Task item:
Lines in the entries below where the word "list" shows up should each be copied.

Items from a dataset

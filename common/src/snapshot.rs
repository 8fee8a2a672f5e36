//! セッションのスナップショット形式
//!
//! 手動保存・再開・自動保存で共通のJSON形式。
//! `{ "version": 1, "session": { ... } }`

use crate::error::{Error, Result};
use crate::session::Session;
use serde::{Deserialize, Serialize};

/// 保存ファイルの拡張子
pub const SNAPSHOT_EXTENSION: &str = "assm-save";

/// 現在のスナップショット形式バージョン
pub const SNAPSHOT_VERSION: u32 = 1;

#[derive(Serialize)]
struct SnapshotRef<'a> {
    version: u32,
    session: &'a Session,
}

#[derive(Deserialize)]
struct SnapshotOwned {
    version: u32,
    session: Session,
}

/// セッションをスナップショットへ変換
pub fn serialize(session: &Session) -> Result<Vec<u8>> {
    let snapshot = SnapshotRef {
        version: SNAPSHOT_VERSION,
        session,
    };
    Ok(serde_json::to_vec_pretty(&snapshot)?)
}

/// スナップショットからセッションを復元（バージョン・構造チェック付き）
pub fn deserialize(bytes: &[u8]) -> Result<Session> {
    let snapshot: SnapshotOwned = serde_json::from_slice(bytes)?;
    if snapshot.version != SNAPSHOT_VERSION {
        return Err(Error::Snapshot(format!(
            "unsupported snapshot version {} (expected {})",
            snapshot.version, SNAPSHOT_VERSION
        )));
    }
    snapshot.session.validate()?;
    Ok(snapshot.session)
}
//! 自動保存
//!
//! 状態を変える操作のたびに固定の場所へ書き出す。書き込み失敗（IO）は
//! 作業を止めないよう握りつぶし、ログにだけ残す。

use super::write_atomic;
use crate::error::Result;
use assembler_common::{snapshot, Session};
use std::fs;
use std::path::{Path, PathBuf};

#[derive(Debug, Clone)]
pub struct Autosave {
    path: PathBuf,
}

impl Autosave {
    pub fn new(path: impl Into<PathBuf>) -> Self {
        Self { path: path.into() }
    }

    pub fn path(&self) -> &Path {
        &self.path
    }

    pub fn exists(&self) -> bool {
        self.path.is_file()
    }

    /// 自動保存があれば読み込む
    pub fn load(&self) -> Result<Option<Session>> {
        if !self.exists() {
            return Ok(None);
        }
        super::load_session(&self.path).map(Some)
    }

    /// ベストエフォートで書き出す。IO失敗は Ok(()) を返す。
    pub fn record(&self, session: &Session) -> Result<()> {
        let bytes = snapshot::serialize(session)?;

        if let Some(parent) = self.path.parent() {
            if !parent.as_os_str().is_empty() && !parent.exists() {
                if let Err(e) = fs::create_dir_all(parent) {
                    tracing::warn!(path = %self.path.display(), error = %e, "autosave skipped");
                    return Ok(());
                }
            }
        }

        match write_atomic(&self.path, &bytes) {
            Ok(()) => tracing::debug!(path = %self.path.display(), "autosaved"),
            Err(e) => tracing::warn!(path = %self.path.display(), error = %e, "autosave failed"),
        }
        Ok(())
    }

    /// 自動保存を削除。存在しなければ false。
    pub fn clear(&self) -> Result<bool> {
        if !self.path.exists() {
            return Ok(false);
        }
        fs::remove_file(&self.path)?;
        Ok(true)
    }
}

#[cfg(test)]
mod tests {
    use super::*;
    use assembler_common::OrderLine;
    use tempfile::tempdir;

    fn session() -> Session {
        Session::new(
            vec![
                OrderLine::new("Bolt", 2, "B-1", "", ""),
                OrderLine::new("Nut", 1, "N-1", "", ""),
            ],
            "label",
            "order.xlsx",
        )
    }

    #[test]
    fn test_record_load_clear() {
        let dir = tempdir().expect("Failed to create temp dir");
        let autosave = Autosave::new(dir.path().join("nested").join("autosave.assm-save"));
        assert!(!autosave.exists());
        assert!(autosave.load().unwrap().is_none());

        let mut s = session();
        s.collect().unwrap();
        autosave.record(&s).unwrap();

        assert!(autosave.exists());
        assert_eq!(autosave.load().unwrap(), Some(s));

        assert!(autosave.clear().unwrap());
        assert!(!autosave.clear().unwrap());
    }

    #[test]
    fn test_unwritable_location_is_swallowed() {
        let dir = tempdir().expect("Failed to create temp dir");
        let blocker = dir.path().join("file");
        fs::write(&blocker, "not a directory").unwrap();

        let autosave = Autosave::new(blocker.join("autosave.assm-save"));
        assert!(autosave.record(&session()).is_ok());
        assert!(!autosave.exists());
    }
}
use crate::error::{AssemblerError, Result};
use crate::importer::is_order_sheet;
use crate::persistence::is_snapshot;
use std::path::{Path, PathBuf};
use walkdir::WalkDir;

#[derive(Debug, Clone, Copy, PartialEq, Eq)]
pub enum SourceKind {
    /// 注文表
    OrderSheet,
    /// 保存済みセッション
    SavedSession,
}

impl SourceKind {
    pub fn label(&self) -> &'static str {
        match self {
            SourceKind::OrderSheet => "注文表",
            SourceKind::SavedSession => "保存",
        }
    }
}

#[derive(Debug, Clone)]
pub struct SourceFile {
    pub path: PathBuf,
    pub file_name: String,
    pub kind: SourceKind,
}

/// フォルダ直下の注文表と保存セッションを列挙
pub fn scan_folder(folder: &Path) -> Result<Vec<SourceFile>> {
    if !folder.is_dir() {
        return Err(AssemblerError::FileNotFound(folder.display().to_string()));
    }

    let mut files = Vec::new();

    for entry in WalkDir::new(folder)
        .max_depth(1)  // 直下のみ（再帰しない）
        .into_iter()
        .filter_map(|e| e.ok())
    {
        let path = entry.path();

        if !path.is_file() {
            continue;
        }

        let file_name = path
            .file_name()
            .map(|n| n.to_string_lossy().to_string())
            .unwrap_or_default();

        // Excelの一時ファイル（~$xxx.xlsx）は除外
        if file_name.starts_with("~$") {
            continue;
        }

        let kind = if is_snapshot(path) {
            SourceKind::SavedSession
        } else if is_order_sheet(path) {
            SourceKind::OrderSheet
        } else {
            continue;
        };

        files.push(SourceFile {
            path: path.to_path_buf(),
            file_name,
            kind,
        });
    }

    // ファイル名でソート
    files.sort_by(|a, b| a.file_name.cmp(&b.file_name));

    Ok(files)
}

#[cfg(test)]
mod tests {
    use super::*;
    use std::fs::{self, File};

    #[test]
    fn test_scan_folder_not_found() {
        let result = scan_folder(Path::new("/nonexistent/folder"));
        assert!(matches!(result, Err(AssemblerError::FileNotFound(_))));
    }

    #[test]
    fn test_scan_folder_kinds_and_order() {
        let dir = tempfile::tempdir().expect("Failed to create temp dir");

        File::create(dir.path().join("c.xlsx")).unwrap();
        File::create(dir.path().join("a.assm-save")).unwrap();
        File::create(dir.path().join("b.ods")).unwrap();
        File::create(dir.path().join("~$c.xlsx")).unwrap();
        File::create(dir.path().join("notes.txt")).unwrap();
        fs::create_dir(dir.path().join("sub.xlsx")).unwrap();

        let result = scan_folder(dir.path()).unwrap();
        let names: Vec<&str> = result.iter().map(|f| f.file_name.as_str()).collect();
        assert_eq!(names, vec!["a.assm-save", "b.ods", "c.xlsx"]);
        assert_eq!(result[0].kind, SourceKind::SavedSession);
        assert_eq!(result[2].kind, SourceKind::OrderSheet);
    }
}
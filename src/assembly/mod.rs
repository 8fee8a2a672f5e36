//! 組立作業の進行
//!
//! セッションを所有し、状態を変える操作のたびに自動保存する。
//! レポート出力時の強制スキップと、その取り消しもここで扱う。

pub mod interactive;

use crate::config::Config;
use crate::error::{AssemblerError, Result};
use crate::export;
use crate::persistence::{self, Autosave};
use assembler_common::report::{self, CompletionMode, Report};
use assembler_common::Session;
use std::path::{Path, PathBuf};

/// レポート出力結果
#[derive(Debug, Clone)]
pub struct ReportOutcome {
    pub path: PathBuf,
    pub report: Report,
    /// セッションを終了したか（中間レポートなら false）
    pub finished: bool,
}

#[derive(Debug)]
pub struct Assembly {
    session: Session,
    autosave: Option<Autosave>,
}

impl Assembly {
    /// 作業を開始（開始時点の状態も自動保存する）
    pub fn start(session: Session, autosave: Option<Autosave>) -> Result<Self> {
        let assembly = Self { session, autosave };
        assembly.record()?;
        Ok(assembly)
    }

    pub fn session(&self) -> &Session {
        &self.session
    }

    pub fn into_session(self) -> Session {
        self.session
    }

    pub fn autosave(&self) -> Option<&Autosave> {
        self.autosave.as_ref()
    }

    pub fn collect(&mut self) -> Result<()> {
        self.session.collect()?;
        tracing::debug!(cursor = self.session.cursor(), "collected");
        self.record()
    }

    pub fn skip(&mut self) -> Result<()> {
        self.session.skip()?;
        tracing::debug!(cursor = self.session.cursor(), "skipped");
        self.record()
    }

    pub fn adjust_current(&mut self, quantity: i64, box_number: i64) -> Result<()> {
        self.session.adjust_current(quantity, box_number)?;
        tracing::debug!(quantity, box_number, "current item adjusted");
        self.record()
    }

    /// 確認一覧からの編集
    pub fn adjust_item(&mut self, index: usize, quantity: i64, box_number: i64) -> Result<()> {
        self.session.adjust_quantity(index, quantity, box_number)?;
        tracing::debug!(index, quantity, box_number, "item adjusted");
        self.record()
    }

    pub fn advance_box(&mut self) -> Result<()> {
        self.session.advance_box()?;
        tracing::debug!(current_box = self.session.current_box(), "next box");
        self.record()
    }

    pub fn set_output_directory(&mut self, dir: &Path) -> Result<()> {
        self.session
            .set_output_directory(dir.to_string_lossy().to_string());
        self.record()
    }

    /// 指定パスへ手動保存
    pub fn save_to(&self, path: &Path) -> Result<PathBuf> {
        persistence::save_session(&self.session, path)
    }

    /// レポートを出力する。
    ///
    /// 失敗時（差異なし・書き込み失敗）はセッションを変更しない。
    /// 終了モードで成功した場合は自動保存を削除する。
    pub fn generate_report(&mut self, mode: CompletionMode, config: &Config) -> Result<ReportOutcome> {
        if mode == CompletionMode::Natural && !self.session.is_complete() {
            return Err(AssemblerError::Export(
                "未処理の項目があります。早期終了か中間レポートを選んでください".into(),
            ));
        }

        let output_dir = config.resolve_output_directory(
            self.session.output_directory(),
            self.session.source_path(),
        );

        let (report, forced) = report::prepare(&mut self.session, mode)?;

        let written = export::write_report(
            &report,
            self.session.shipment_label(),
            self.session.source_path(),
            &output_dir,
        );
        let path = match written {
            Ok(path) => path,
            Err(e) => {
                self.session.restore_pending(&forced);
                return Err(e);
            }
        };

        if mode.finishes() {
            self.discard_autosave();
        } else {
            self.session.restore_pending(&forced);
            self.record()?;
        }

        Ok(ReportOutcome {
            path,
            report,
            finished: mode.finishes(),
        })
    }

    /// 自動保存を削除（失敗はログのみ）
    pub fn discard_autosave(&self) {
        if let Some(autosave) = &self.autosave {
            if let Err(e) = autosave.clear() {
                tracing::warn!(path = %autosave.path().display(), error = %e, "autosave not removed");
            }
        }
    }

    fn record(&self) -> Result<()> {
        match &self.autosave {
            Some(autosave) => autosave.record(&self.session),
            None => Ok(()),
        }
    }
}

#[cfg(test)]
mod tests {
    use super::*;
    use assembler_common::{ItemStatus, OrderLine};
    use tempfile::tempdir;

    fn session(source: &Path) -> Session {
        Session::new(
            vec![
                OrderLine::new("Bolt", 5, "B-1", "A1", "460001"),
                OrderLine::new("Nut", 3, "N-2", "A2", ""),
            ],
            "label",
            source.to_string_lossy().to_string(),
        )
    }

    #[test]
    fn test_every_transition_autosaves() {
        let dir = tempdir().expect("Failed to create temp dir");
        let autosave = Autosave::new(dir.path().join("auto.assm-save"));
        let mut assembly = Assembly::start(session(&dir.path().join("o.xlsx")), Some(autosave.clone())).unwrap();
        assert!(autosave.exists());

        assembly.collect().unwrap();
        assert_eq!(autosave.load().unwrap().as_ref(), Some(assembly.session()));

        assembly.advance_box().unwrap();
        assert_eq!(autosave.load().unwrap().unwrap().current_box(), 2);

        assembly.adjust_item(1, 1, 4).unwrap();
        assert_eq!(autosave.load().unwrap().as_ref(), Some(assembly.session()));
    }

    #[test]
    fn test_collect_survives_unwritable_autosave() {
        let dir = tempdir().expect("Failed to create temp dir");
        let blocker = dir.path().join("blocker");
        std::fs::write(&blocker, "not a directory").unwrap();
        let autosave = Autosave::new(blocker.join("auto.assm-save"));

        let mut assembly = Assembly::start(session(&dir.path().join("o.xlsx")), Some(autosave.clone())).unwrap();
        assembly.collect().unwrap();

        assert_eq!(assembly.session().item(0).unwrap().status, ItemStatus::Collected);
        assert_eq!(assembly.session().cursor(), 1);
        assert!(!autosave.exists());
    }

    #[test]
    fn test_invalid_adjust_does_not_autosave_changes() {
        let dir = tempdir().expect("Failed to create temp dir");
        let autosave = Autosave::new(dir.path().join("auto.assm-save"));
        let mut assembly = Assembly::start(session(&dir.path().join("o.xlsx")), Some(autosave.clone())).unwrap();

        let err = assembly.adjust_current(-1, 1).unwrap_err();
        assert!(err.is_invalid_input());
        assert_eq!(autosave.load().unwrap().unwrap().cursor(), 0);
    }

    #[test]
    fn test_intermediate_report_keeps_walk_open() {
        let dir = tempdir().expect("Failed to create temp dir");
        let autosave = Autosave::new(dir.path().join("auto.assm-save"));
        let mut assembly = Assembly::start(session(&dir.path().join("o.xlsx")), Some(autosave.clone())).unwrap();
        assembly.collect().unwrap();

        let outcome = assembly
            .generate_report(CompletionMode::Intermediate, &Config::default())
            .unwrap();

        assert!(!outcome.finished);
        assert!(outcome.path.exists());
        assert_eq!(outcome.report.discrepancies.len(), 1);
        assert_eq!(assembly.session().item(1).unwrap().status, ItemStatus::Pending);
        assert!(!assembly.session().is_complete());
        assert!(autosave.exists());
    }

    #[test]
    fn test_finish_early_clears_autosave() {
        let dir = tempdir().expect("Failed to create temp dir");
        let autosave = Autosave::new(dir.path().join("auto.assm-save"));
        let mut assembly = Assembly::start(session(&dir.path().join("o.xlsx")), Some(autosave.clone())).unwrap();

        let outcome = assembly
            .generate_report(CompletionMode::FinishEarly, &Config::default())
            .unwrap();

        assert!(outcome.finished);
        assert_eq!(outcome.report.discrepancies.len(), 2);
        assert!(!autosave.exists());
    }

    #[test]
    fn test_failed_export_restores_session() {
        let dir = tempdir().expect("Failed to create temp dir");
        let mut assembly = Assembly::start(session(&dir.path().join("o.xlsx")), None).unwrap();
        assembly
            .set_output_directory(&dir.path().join("missing"))
            .unwrap();
        let before = assembly.session().clone();

        let err = assembly
            .generate_report(CompletionMode::FinishEarly, &Config::default())
            .unwrap_err();

        assert!(matches!(err, AssemblerError::Export(_)));
        assert_eq!(assembly.session(), &before);
    }

    #[test]
    fn test_natural_mode_requires_complete_walk() {
        let dir = tempdir().expect("Failed to create temp dir");
        let mut assembly = Assembly::start(session(&dir.path().join("o.xlsx")), None).unwrap();

        assert!(assembly
            .generate_report(CompletionMode::Natural, &Config::default())
            .is_err());
    }
}
//! ログ初期化
//!
//! 進捗表示は標準出力（println!）、診断ログは tracing で標準エラーへ。

use tracing_subscriber::{fmt, prelude::*, EnvFilter};

/// フィルタを指定する環境変数
pub const LOG_ENV: &str = "ASSEMBLER_LOG";

pub fn init_tracing(verbose: bool) {
    let filter = EnvFilter::try_from_env(LOG_ENV).unwrap_or_else(|_| {
        EnvFilter::new(if verbose {
            "offline_assembler=debug,info"
        } else {
            "offline_assembler=info,warn"
        })
    });

    // 二重初期化（テスト等）は無視
    let _ = tracing_subscriber::registry()
        .with(filter)
        .with(fmt::layer().compact().with_writer(std::io::stderr))
        .try_init();
}
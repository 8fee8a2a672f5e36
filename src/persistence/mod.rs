//! セッションの保存・再開
//!
//! 形式は `assembler_common::snapshot`。書き込みは一時ファイル経由で置き換えるため、
//! 失敗しても既存ファイルが中途半端な内容になることはない。

mod autosave;

pub use autosave::Autosave;

use crate::error::{AssemblerError, Result};
use assembler_common::{snapshot, Session, SNAPSHOT_EXTENSION};
use std::fs;
use std::io;
use std::path::{Path, PathBuf};

pub fn is_snapshot(path: &Path) -> bool {
    path.extension()
        .map(|e| e == SNAPSHOT_EXTENSION)
        .unwrap_or(false)
}

/// 拡張子がなければ `.assm-save` を付ける
pub fn snapshot_path(path: &Path) -> PathBuf {
    if path.extension().is_none() {
        path.with_extension(SNAPSHOT_EXTENSION)
    } else {
        path.to_path_buf()
    }
}

/// セッションを指定パスへ保存し、実際の保存先を返す
pub fn save_session(session: &Session, path: &Path) -> Result<PathBuf> {
    let path = snapshot_path(path);
    let bytes = snapshot::serialize(session)?;

    write_atomic(&path, &bytes).map_err(|e| {
        AssemblerError::Persistence(format!("{} に保存できません: {}", path.display(), e))
    })?;

    tracing::info!(path = %path.display(), items = session.len(), "session saved");
    Ok(path)
}

/// 保存済みセッションを読み込む
pub fn load_session(path: &Path) -> Result<Session> {
    let bytes = fs::read(path).map_err(|e| {
        AssemblerError::Persistence(format!("{} を読み込めません: {}", path.display(), e))
    })?;

    let session = snapshot::deserialize(&bytes).map_err(|e| {
        AssemblerError::Persistence(format!("{} は有効な保存ファイルではありません: {}", path.display(), e))
    })?;

    tracing::info!(
        path = %path.display(),
        cursor = session.cursor(),
        items = session.len(),
        "session loaded"
    );
    Ok(session)
}

/// 一時ファイルに書いてから置き換える
pub(crate) fn write_atomic(path: &Path, bytes: &[u8]) -> io::Result<()> {
    let file_name = path
        .file_name()
        .ok_or_else(|| io::Error::new(io::ErrorKind::InvalidInput, "ファイル名がありません"))?;
    let mut tmp_name = file_name.to_os_string();
    tmp_name.push(".tmp");
    let tmp_path = path.with_file_name(tmp_name);

    fs::write(&tmp_path, bytes)?;
    if let Err(e) = fs::rename(&tmp_path, path) {
        fs::remove_file(&tmp_path).ok();
        return Err(e);
    }
    Ok(())
}

#[cfg(test)]
mod tests {
    use super::*;
    use assembler_common::OrderLine;
    use tempfile::tempdir;

    fn session() -> Session {
        Session::new(
            vec![OrderLine::new("Bolt", 2, "B-1", "", "")],
            "label",
            "/data/order.xlsx",
        )
    }

    #[test]
    fn test_snapshot_path_adds_extension() {
        assert_eq!(snapshot_path(Path::new("run")), PathBuf::from("run.assm-save"));
        assert_eq!(snapshot_path(Path::new("run.json")), PathBuf::from("run.json"));
    }

    #[test]
    fn test_save_and_load() {
        let dir = tempdir().expect("Failed to create temp dir");
        let saved = save_session(&session(), &dir.path().join("morning")).unwrap();

        assert!(is_snapshot(&saved));
        assert_eq!(load_session(&saved).unwrap(), session());
        // 一時ファイルは残らない
        assert!(!dir.path().join("morning.assm-save.tmp").exists());
    }

    #[test]
    fn test_load_missing_is_persistence_error() {
        let dir = tempdir().expect("Failed to create temp dir");
        let err = load_session(&dir.path().join("none.assm-save")).unwrap_err();
        assert!(matches!(err, AssemblerError::Persistence(_)));
    }

    #[test]
    fn test_load_corrupted_is_persistence_error() {
        let dir = tempdir().expect("Failed to create temp dir");
        let path = dir.path().join("broken.assm-save");
        fs::write(&path, "{ invalid json }").unwrap();

        let err = load_session(&path).unwrap_err();
        assert!(matches!(err, AssemblerError::Persistence(_)));
    }
}
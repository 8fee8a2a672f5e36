use crate::error::{AssemblerError, Result};
use serde::{Deserialize, Serialize};
use std::path::{Path, PathBuf};

/// 自動保存先を上書きする環境変数
pub const AUTOSAVE_ENV: &str = "OFFLINE_ASSEMBLER_AUTOSAVE";

const AUTOSAVE_FILE_NAME: &str = "autosave.assm-save";

#[derive(Debug, Clone, Serialize, Deserialize)]
#[serde(default)]
pub struct Config {
    pub input_directory: Option<String>,
    pub output_directory: Option<String>,
    pub autosave_path: Option<String>,
    /// 見出し行を探す先頭行数
    pub header_scan_rows: usize,
}

impl Default for Config {
    fn default() -> Self {
        Self::default_config()
    }
}

impl Config {
    pub fn load() -> Result<Self> {
        let config_path = Self::config_path()?;

        if config_path.exists() {
            let content = std::fs::read_to_string(&config_path)?;
            let config: Config = serde_json::from_str(&content)?;
            Ok(config)
        } else {
            Ok(Self::default_config())
        }
    }

    pub fn save(&self) -> Result<()> {
        let config_path = Self::config_path()?;

        if let Some(parent) = config_path.parent() {
            std::fs::create_dir_all(parent)?;
        }

        let content = serde_json::to_string_pretty(self)?;
        std::fs::write(&config_path, content)?;
        Ok(())
    }

    pub fn config_dir() -> Result<PathBuf> {
        let home = dirs::home_dir()
            .ok_or_else(|| AssemblerError::Config("ホームディレクトリが見つかりません".into()))?;
        Ok(home.join(".config").join("offline-assembler"))
    }

    pub fn config_path() -> Result<PathBuf> {
        Ok(Self::config_dir()?.join("config.json"))
    }

    fn default_config() -> Self {
        Self {
            input_directory: None,
            output_directory: None,
            autosave_path: None,
            header_scan_rows: 20,
        }
    }

    /// 自動保存ファイルの場所（環境変数 > 設定 > 既定）
    pub fn autosave_path(&self) -> Result<PathBuf> {
        if let Ok(path) = std::env::var(AUTOSAVE_ENV) {
            if !path.trim().is_empty() {
                return Ok(PathBuf::from(path));
            }
        }

        if let Some(path) = &self.autosave_path {
            return Ok(PathBuf::from(path));
        }

        Ok(Self::config_dir()?.join(AUTOSAVE_FILE_NAME))
    }

    /// レポート出力先（セッション指定 > 設定 > 注文表と同じフォルダ）
    pub fn resolve_output_directory(&self, session_dir: Option<&str>, source_path: &str) -> PathBuf {
        if let Some(dir) = session_dir.filter(|d| !d.trim().is_empty()) {
            return PathBuf::from(dir);
        }
        if let Some(dir) = self.output_directory.as_deref().filter(|d| !d.trim().is_empty()) {
            return PathBuf::from(dir);
        }
        Path::new(source_path)
            .parent()
            .filter(|p| !p.as_os_str().is_empty())
            .map(Path::to_path_buf)
            .unwrap_or_else(|| PathBuf::from("."))
    }

    pub fn set_input_directory(&mut self, dir: String) -> Result<()> {
        self.input_directory = Some(dir);
        self.save()
    }

    pub fn set_output_directory(&mut self, dir: String) -> Result<()> {
        self.output_directory = Some(dir);
        self.save()
    }
}

#[cfg(test)]
mod tests {
    use super::*;

    #[test]
    fn test_output_directory_precedence() {
        let mut config = Config::default();
        assert_eq!(
            config.resolve_output_directory(None, "/data/orders/list.xlsx"),
            PathBuf::from("/data/orders")
        );
        assert_eq!(
            config.resolve_output_directory(None, "list.xlsx"),
            PathBuf::from(".")
        );

        config.output_directory = Some("/reports".into());
        assert_eq!(
            config.resolve_output_directory(None, "/data/orders/list.xlsx"),
            PathBuf::from("/reports")
        );
        assert_eq!(
            config.resolve_output_directory(Some("/chosen"), "/data/orders/list.xlsx"),
            PathBuf::from("/chosen")
        );
    }

    #[test]
    fn test_partial_config_file_uses_defaults() {
        let config: Config = serde_json::from_str(r#"{"output_directory": "/out"}"#).unwrap();
        assert_eq!(config.header_scan_rows, 20);
        assert!(config.input_directory.is_none());
        assert_eq!(config.output_directory.as_deref(), Some("/out"));
    }
}
//! 見出し行の列解決
//!
//! 論理列（商品名・数量・品番・棚番・バーコード）を見出しテキストから探す。
//! 比較は前後空白を除いた小文字の完全一致。

/// 論理列
#[derive(Debug, Clone, Copy, PartialEq, Eq)]
pub enum Column {
    Name,
    Quantity,
    Article,
    Location,
    Barcode,
}

pub const REQUIRED_COLUMNS: [Column; 3] = [Column::Name, Column::Quantity, Column::Article];

impl Column {
    /// 見出しとして認める表記
    pub fn aliases(&self) -> &'static [&'static str] {
        match self {
            Column::Name => &["наименование товара", "наименование", "название", "name", "product name"],
            Column::Quantity => &["количество", "кол-во", "qty", "quantity"],
            Column::Article => &["артикул", "article", "sku"],
            Column::Location => &["ячейка", "место", "location", "bin"],
            Column::Barcode => &["штрихкод", "штрих-код", "barcode"],
        }
    }

    /// エラーメッセージ用の代表名
    pub fn display_name(&self) -> &'static str {
        match self {
            Column::Name => "Наименование товара",
            Column::Quantity => "Количество",
            Column::Article => "Артикул",
            Column::Location => "Ячейка",
            Column::Barcode => "Штрихкод",
        }
    }

    pub fn matches(&self, header: &str) -> bool {
        let normalized = header.trim().to_lowercase();
        !normalized.is_empty() && self.aliases().iter().any(|a| *a == normalized)
    }
}

/// 解決済みの列インデックス
#[derive(Debug, Clone, Default, PartialEq, Eq)]
pub struct ColumnMap {
    pub name: Option<usize>,
    pub quantity: Option<usize>,
    pub article: Option<usize>,
    pub location: Option<usize>,
    pub barcode: Option<usize>,
}

impl ColumnMap {
    /// 見出しセル列から解決（同じ論理列が複数あれば最初を採用）
    pub fn resolve<S: AsRef<str>>(headers: &[S]) -> Self {
        let mut map = ColumnMap::default();
        for (idx, header) in headers.iter().enumerate() {
            let header = header.as_ref();
            for column in [
                Column::Name,
                Column::Quantity,
                Column::Article,
                Column::Location,
                Column::Barcode,
            ] {
                if column.matches(header) {
                    let slot = map.slot_mut(column);
                    if slot.is_none() {
                        *slot = Some(idx);
                    }
                }
            }
        }
        map
    }

    pub fn get(&self, column: Column) -> Option<usize> {
        match column {
            Column::Name => self.name,
            Column::Quantity => self.quantity,
            Column::Article => self.article,
            Column::Location => self.location,
            Column::Barcode => self.barcode,
        }
    }

    fn slot_mut(&mut self, column: Column) -> &mut Option<usize> {
        match column {
            Column::Name => &mut self.name,
            Column::Quantity => &mut self.quantity,
            Column::Article => &mut self.article,
            Column::Location => &mut self.location,
            Column::Barcode => &mut self.barcode,
        }
    }

    /// 見つからない必須列
    pub fn missing_required(&self) -> Vec<Column> {
        REQUIRED_COLUMNS
            .iter()
            .copied()
            .filter(|c| self.get(*c).is_none())
            .collect()
    }

    pub fn is_complete(&self) -> bool {
        self.missing_required().is_empty()
    }
}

Solution to the exercise:
            config.resolve_output_directory(None, "/data/orders/list.xlsx"),
            config.resolve_output_directory(None, "list.xlsx"),
            config.resolve_output_directory(None, "/data/orders/list.xlsx"),
            config.resolve_output_directory(Some("/chosen"), "/data/orders/list.xlsx"),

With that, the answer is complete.